Pollinators are the vehicles of microbes
When pollinators visit plants, they not only deposit pollen to fertilize flowers but also can deposit microbes that can be beneficial or harmful to plants.
In a recent study4 published in journal Molecular Ecology this year, Wei and colleagues discovered that many microbes arrived at flowers through pollinators. Some of these microbes were yeasts living in nectar and some were known bacterial and fungal pathogens to plants. Wei and colleagues conducted this field experiment on strawberries, one of the most popular fruits in the United States. As strawberry cultivation relies heavily on pesticide use, this research team also tested whether bactericide and fungicide use influences pollinator visits and flower microbes. They found that agrochemical use did not influence pollinator visits, but influenced flower microbes, especially from fungicide use.

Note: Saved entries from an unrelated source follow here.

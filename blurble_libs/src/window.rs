use chrono::{DateTime, Duration, NaiveDate, NaiveTime, TimeZone, Utc};

/// The leaderboard day rolls over at midnight UTC-05:00, all year round.
/// Daylight saving is not applied.
pub const RESET_UTC_OFFSET_HOURS: i64 = -5;

/// Absolute-time boundaries of one calendar day in the reset zone.
/// `start` is 00:00:00.000 and `end` is 23:59:59.999 of that day, both
/// expressed as UTC instants so they compare directly against stored
/// timestamps.
#[derive(Debug, Clone, Copy, PartialEq, Eq)]
pub struct DayWindow {
    pub start: DateTime<Utc>,
    pub end: DateTime<Utc>,
}

/// Returns the boundaries of the calendar day that `now` falls into under
/// the fixed reset offset.
///
/// The instant is shifted into the reset zone's wall clock, truncated to
/// midnight, then shifted back. An instant at exactly local midnight belongs
/// to the new day.
pub fn day_window_at(now: DateTime<Utc>) -> DayWindow {
    let offset = Duration::hours(RESET_UTC_OFFSET_HOURS);
    let local_date = (now + offset).date_naive();
    let local_midnight = Utc.from_utc_datetime(&local_date.and_time(NaiveTime::MIN));
    let start = local_midnight - offset;
    let end = start + Duration::days(1) - Duration::milliseconds(1);
    DayWindow { start, end }
}

/// The calendar date that `now` falls into under the reset offset. Used to
/// key day-scoped content such as the daily quote.
pub fn reset_zone_date(now: DateTime<Utc>) -> NaiveDate {
    (now + Duration::hours(RESET_UTC_OFFSET_HOURS)).date_naive()
}

#[cfg(test)]
mod test {
    use super::*;

    fn utc(y: i32, mo: u32, d: u32, h: u32, mi: u32, s: u32, ms: u32) -> DateTime<Utc> {
        Utc.with_ymd_and_hms(y, mo, d, h, mi, s).unwrap() + Duration::milliseconds(ms as i64)
    }

    #[test]
    fn test_window_bounds_for_afternoon_instant() {
        // 15:00 UTC is 10:00 in the reset zone, so the day is March 1st
        // there and the window runs 05:00 UTC to 04:59:59.999 UTC next day.
        let window = day_window_at(utc(2026, 3, 1, 15, 0, 0, 0));
        assert_eq!(window.start, utc(2026, 3, 1, 5, 0, 0, 0));
        assert_eq!(window.end, utc(2026, 3, 2, 4, 59, 59, 999));
    }

    #[test]
    fn test_early_utc_hours_belong_to_previous_local_day() {
        // 03:00 UTC is 22:00 of the previous day in the reset zone.
        let window = day_window_at(utc(2026, 3, 2, 3, 0, 0, 0));
        assert_eq!(window.start, utc(2026, 3, 1, 5, 0, 0, 0));
    }

    #[test]
    fn test_same_local_day_yields_identical_window() {
        let morning = day_window_at(utc(2026, 3, 1, 5, 0, 0, 0));
        let evening = day_window_at(utc(2026, 3, 2, 4, 59, 59, 999));
        assert_eq!(morning, evening);
    }

    #[test]
    fn test_local_midnight_starts_a_new_window() {
        let before = day_window_at(utc(2026, 3, 2, 4, 59, 59, 999));
        let at_midnight = day_window_at(utc(2026, 3, 2, 5, 0, 0, 0));
        assert_ne!(before, at_midnight);
        assert_eq!(at_midnight.start, utc(2026, 3, 2, 5, 0, 0, 0));
    }

    #[test]
    fn test_window_spans_a_full_day_minus_one_milli() {
        let window = day_window_at(utc(2026, 8, 7, 12, 0, 0, 0));
        assert_eq!(
            window.end - window.start,
            Duration::days(1) - Duration::milliseconds(1)
        );
    }

    #[test]
    fn test_reset_zone_date_lags_utc_in_the_early_hours() {
        assert_eq!(
            reset_zone_date(utc(2026, 3, 2, 3, 0, 0, 0)),
            NaiveDate::from_ymd_opt(2026, 3, 1).unwrap()
        );
        assert_eq!(
            reset_zone_date(utc(2026, 3, 2, 12, 0, 0, 0)),
            NaiveDate::from_ymd_opt(2026, 3, 2).unwrap()
        );
    }
}
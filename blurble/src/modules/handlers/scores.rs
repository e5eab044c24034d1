use crate::error::{ApiError, ApiResult};
use crate::modules::{
    auth::AuthenticatedUser,
    leaderboard::{LeaderboardAggregator, DEFAULT_LEADERBOARD_SIZE},
    models::{
        request::SubmitScoreRequest,
        response::{
            BestToday, HistoryResponse, LeaderboardEntry, MyScoresResponse, MyStatsResponse,
            ScoreSummary, SubmitScoreResponse,
        },
    },
    store::{PgScoreStore, ScoreStore},
};
use axum::{
    async_trait,
    extract::{rejection::JsonRejection, Extension, FromRequest},
    http::Request,
    Json,
};
use blurble_libs::window;
use chrono::Utc;
use std::sync::Arc;
use validator::Validate;

const HISTORY_LIMIT: i64 = 100;

type SharedAggregator = Arc<LeaderboardAggregator<PgScoreStore>>;

/// A score claim that made it past the submission gate: well-formed JSON
/// with numeric fields, and both values in their domain ranges. Checked in
/// that order, before anything touches the store.
pub struct ValidatedScore(pub SubmitScoreRequest);

#[async_trait]
impl<S, B> FromRequest<S, B> for ValidatedScore
where
    B: Send + 'static,
    S: Send + Sync,
    Json<SubmitScoreRequest>: FromRequest<S, B, Rejection = JsonRejection>,
{
    type Rejection = ApiError;

    async fn from_request(req: Request<B>, state: &S) -> Result<Self, Self::Rejection> {
        let Json(claim) = Json::<SubmitScoreRequest>::from_request(req, state)
            .await
            .map_err(|rejection| {
                tracing::error!("Parsing error: {}", rejection);
                ApiError::InvalidScoreData
            })?;

        claim.validate().map_err(|rejection| {
            tracing::error!("Validation error: {}", rejection);
            ApiError::ScoreOutOfRange
        })?;

        Ok(ValidatedScore(claim))
    }
}

pub async fn submit(
    user: AuthenticatedUser,
    Extension(store): Extension<Arc<PgScoreStore>>,
    ValidatedScore(claim): ValidatedScore,
) -> ApiResult<Json<SubmitScoreResponse>> {
    let id = store
        .insert(user.id, claim.wpm, claim.accuracy, claim.quote_id)
        .await?;

    tracing::info!(
        target: "scorelog",
        "user_id={} wpm={} accuracy={} quote_id={:?}",
        user.id, claim.wpm, claim.accuracy, claim.quote_id
    );

    Ok(Json(SubmitScoreResponse {
        id,
        wpm: claim.wpm,
        accuracy: claim.accuracy,
        message: String::from("Score submitted successfully"),
    }))
}

pub async fn leaderboard(
    Extension(aggregator): Extension<SharedAggregator>,
) -> ApiResult<Json<Vec<LeaderboardEntry>>> {
    let entries = aggregator
        .top_n(Utc::now(), DEFAULT_LEADERBOARD_SIZE)
        .await?;
    Ok(Json(entries))
}

pub async fn my_scores(
    user: AuthenticatedUser,
    Extension(store): Extension<Arc<PgScoreStore>>,
) -> ApiResult<Json<MyScoresResponse>> {
    let window = window::day_window_at(Utc::now());

    let scores = store
        .query_range(user.id, window.start, window.end)
        .await?
        .into_iter()
        .map(ScoreSummary::from)
        .collect();
    let best = store
        .aggregate_best(user.id, window.start, window.end)
        .await?;

    Ok(Json(MyScoresResponse {
        scores,
        best: BestToday::from(best),
    }))
}

pub async fn my_stats(
    user: AuthenticatedUser,
    Extension(store): Extension<Arc<PgScoreStore>>,
) -> ApiResult<Json<MyStatsResponse>> {
    let stats = store.all_time_stats(user.id).await?;
    Ok(Json(MyStatsResponse::from(stats)))
}

pub async fn history(
    user: AuthenticatedUser,
    Extension(store): Extension<Arc<PgScoreStore>>,
) -> ApiResult<Json<HistoryResponse>> {
    let scores = store
        .recent_with_quotes(user.id, HISTORY_LIMIT)
        .await?
        .into_iter()
        .map(Into::into)
        .collect();
    let stats = store.history_stats(user.id).await?;

    Ok(Json(HistoryResponse {
        scores,
        stats: stats.into(),
    }))
}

In another recent study5 published this year in Malus: International Ornamental Crabapple Society Bulletin, Wei and her summer interns observed pollinators that visited 93 crabapple trees in the National Crabapple Evaluation Project (NCEP) plot at Holden Arboretum and that visited 214 of the 308 crabapple trees in the NCEP plot at Secrest Arboretum. Wei and her team discovered that crabapple trees were visited by diverse pollinators, including many bee species, wasps, flies and butterflies. The pollinators that visited crabapples differed between Holden and Secrest Arboretum, with more honeybees and flies at Secrest and more mining bees (Andrenidae) that are solitary and ground-nesting at Holden. They also found that crabapple trees that had more flowers attracted more and diverse pollinators, and white flowers were visited more than red and pink flowers. The team is currently working on linking pollinator visits to microbes on crabapples to decipher the outcomes of pollinator visits.
Concluding Remarks
“It is difficult to overstate the importance of pollinators for plants and humans,” says Wei. “We hope that our findings benefit not only the scientific community, but also our society and environment.”
References Cited
1. Wei N, Kaczorowski RL, Arceo-Gómez G, O’Neill EM, Hayes RA, Ashman T-L. 2021. Pollinators contribute to the maintenance of flowering plant diversity. Nature 597:688-692. https://rdcu.be/cxoEL
2. Aizen MA. 2021. Pollination advantage of rare plants unveiled. Nature 597:638-639. https://www.nature.com/articles/ d41586-021-02375-z
3. Cullen N, Xia J, Wei N, Kaczorowski RL, Arceo-Gómez G, O’Neill EM, Hayes RA and Ashman T-L. 2021. Diversity and composition of pollen loads carried by pollinators are primarily driven by insect traits, not floral community characteristics. Oecologia 196:131-143. https://doi.org/10.1007/s00442-021-04911-0
4. Wei N, Russell AL, Jarrett AR and Ashman T-L. 2021. Pollinators mediate floral microbial diversity and network under agrochemical disturbance. Molecular Ecology 30:2235-2247. https://onlinelibrary.wiley.com/doi/10.1111/mec.15890
5. Wei N, Incarnato M and Kaufman E. 2021. Plant–pollinator interactions in crabapples: A case study at Holden Arboretum and Secrest Arboretum, Ohio. Malus: International Ornamental Crabapple Society Bulletin.
MEET THE STAFF
Na Wei, PhD, is a Plant Biologist and Research Scientist at Holden. She leads the evolutionary ecology lab. Her research program seeks to elucidate the ecological and evolutionary mechanisms that influence plant adaptation to environmental change. Her research tackles these grand questions using interdisciplinary approaches, integrating plant biology, microbial ecology, pollination biology, evolutionary biology, genetics, and genomics. Na received her PhD in ecology and evolutionary biology from the University of Michigan, Ann Arbor.